DATA LISTING →
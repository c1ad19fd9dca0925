mod test_utils;

use axum::http::StatusCode;
use pretty_assertions::assert_eq;
use rstest::rstest;
use serde_json::{json, Value};
use clinic_api::routes::health::{HealthResponse, VersionResponse};
use clinic_core::models::appointment::GenerateAppointmentsResponse;
use uuid::Uuid;

use test_utils::lazy_server;

#[tokio::test]
async fn test_health_check() {
    let server = lazy_server();

    let response = server.get("/health").await;

    response.assert_status_ok();
    let body: HealthResponse = response.json();
    assert_eq!(body.status, "ok");
    assert_eq!(body.service, "clinic-api");
}

#[tokio::test]
async fn test_version() {
    let server = lazy_server();

    let response = server.get("/version").await;

    response.assert_status_ok();
    let body: VersionResponse = response.json();
    assert_eq!(body.version, env!("CARGO_PKG_VERSION"));
}

#[tokio::test]
async fn test_generate_reversed_range_creates_nothing() {
    let server = lazy_server();

    let response = server
        .post("/api/appointments/generate")
        .json(&json!({ "start_date": "2024-03-22", "end_date": "2024-03-16" }))
        .await;

    response.assert_status_ok();
    let body: GenerateAppointmentsResponse = response.json();
    assert_eq!(body.created_count, 0);
}

#[rstest]
#[case(json!({ "start_date": "2024-13-45", "end_date": "2024-03-16" }))]
#[case(json!({ "start_date": "2024-03-16" }))]
#[case(json!({ "start_date": 20240316, "end_date": "2024-03-16" }))]
#[tokio::test]
async fn test_generate_rejects_malformed_body(#[case] body: Value) {
    let server = lazy_server();

    let response = server
        .post("/api/appointments/generate")
        .json(&body)
        .expect_failure()
        .await;

    response.assert_status(StatusCode::UNPROCESSABLE_ENTITY);
}

#[rstest]
#[case(0, "08:00:00", "10:00:00")]
#[case(4, "10:00:00", "08:00:00")]
#[case(4, "09:00:00", "09:00:00")]
#[tokio::test]
async fn test_create_schedule_validation(
    #[case] count: i32,
    #[case] start_time: &str,
    #[case] end_time: &str,
) {
    let server = lazy_server();

    let response = server
        .post("/api/schedules")
        .json(&json!({
            "doctor_id": Uuid::new_v4(),
            "clinic_id": null,
            "shift_id": null,
            "service_id": Uuid::new_v4(),
            "day_of_week": "saturday",
            "start_time": start_time,
            "end_time": end_time,
            "count": count,
        }))
        .expect_failure()
        .await;

    response.assert_status(StatusCode::BAD_REQUEST);
    let body: Value = response.json();
    assert!(body["error"].as_str().unwrap().starts_with("Validation error"));
}

#[tokio::test]
async fn test_list_holidays_rejects_reversed_range() {
    let server = lazy_server();

    let response = server
        .get("/api/holidays")
        .add_query_param("start", "2024-03-22")
        .add_query_param("end", "2024-03-16")
        .expect_failure()
        .await;

    response.assert_status(StatusCode::BAD_REQUEST);
}

#[tokio::test]
async fn test_list_appointments_requires_range() {
    let server = lazy_server();

    let response = server
        .get("/api/appointments")
        .add_query_param("doctor_id", Uuid::new_v4())
        .expect_failure()
        .await;

    response.assert_status(StatusCode::BAD_REQUEST);
}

HOW TO COMPLETE THIS TASK → After finding the line that contains "response.assert_status(StatusCode::UNPROCESSABLE_ENTITY);" in the records above, copy that line and each one after it exactly, through the final line.

EXERCISE RESPONSE →
    response.assert_status(StatusCode::UNPROCESSABLE_ENTITY);
}

#[rstest]
#[case(0, "08:00:00", "10:00:00")]
#[case(4, "10:00:00", "08:00:00")]
#[case(4, "09:00:00", "09:00:00")]
#[tokio::test]
async fn test_create_schedule_validation(
    #[case] count: i32,
    #[case] start_time: &str,
    #[case] end_time: &str,
) {
    let server = lazy_server();

    let response = server
        .post("/api/schedules")
        .json(&json!({
            "doctor_id": Uuid::new_v4(),
            "clinic_id": null,
            "shift_id": null,
            "service_id": Uuid::new_v4(),
            "day_of_week": "saturday",
            "start_time": start_time,
            "end_time": end_time,
            "count": count,
        }))
        .expect_failure()
        .await;

    response.assert_status(StatusCode::BAD_REQUEST);
    let body: Value = response.json();
    assert!(body["error"].as_str().unwrap().starts_with("Validation error"));
}

#[tokio::test]
async fn test_list_holidays_rejects_reversed_range() {
    let server = lazy_server();

    let response = server
        .get("/api/holidays")
        .add_query_param("start", "2024-03-22")
        .add_query_param("end", "2024-03-16")
        .expect_failure()
        .await;

    response.assert_status(StatusCode::BAD_REQUEST);
}

#[tokio::test]
async fn test_list_appointments_requires_range() {
    let server = lazy_server();

    let response = server
        .get("/api/appointments")
        .add_query_param("doctor_id", Uuid::new_v4())
        .expect_failure()
        .await;

    response.assert_status(StatusCode::BAD_REQUEST);
}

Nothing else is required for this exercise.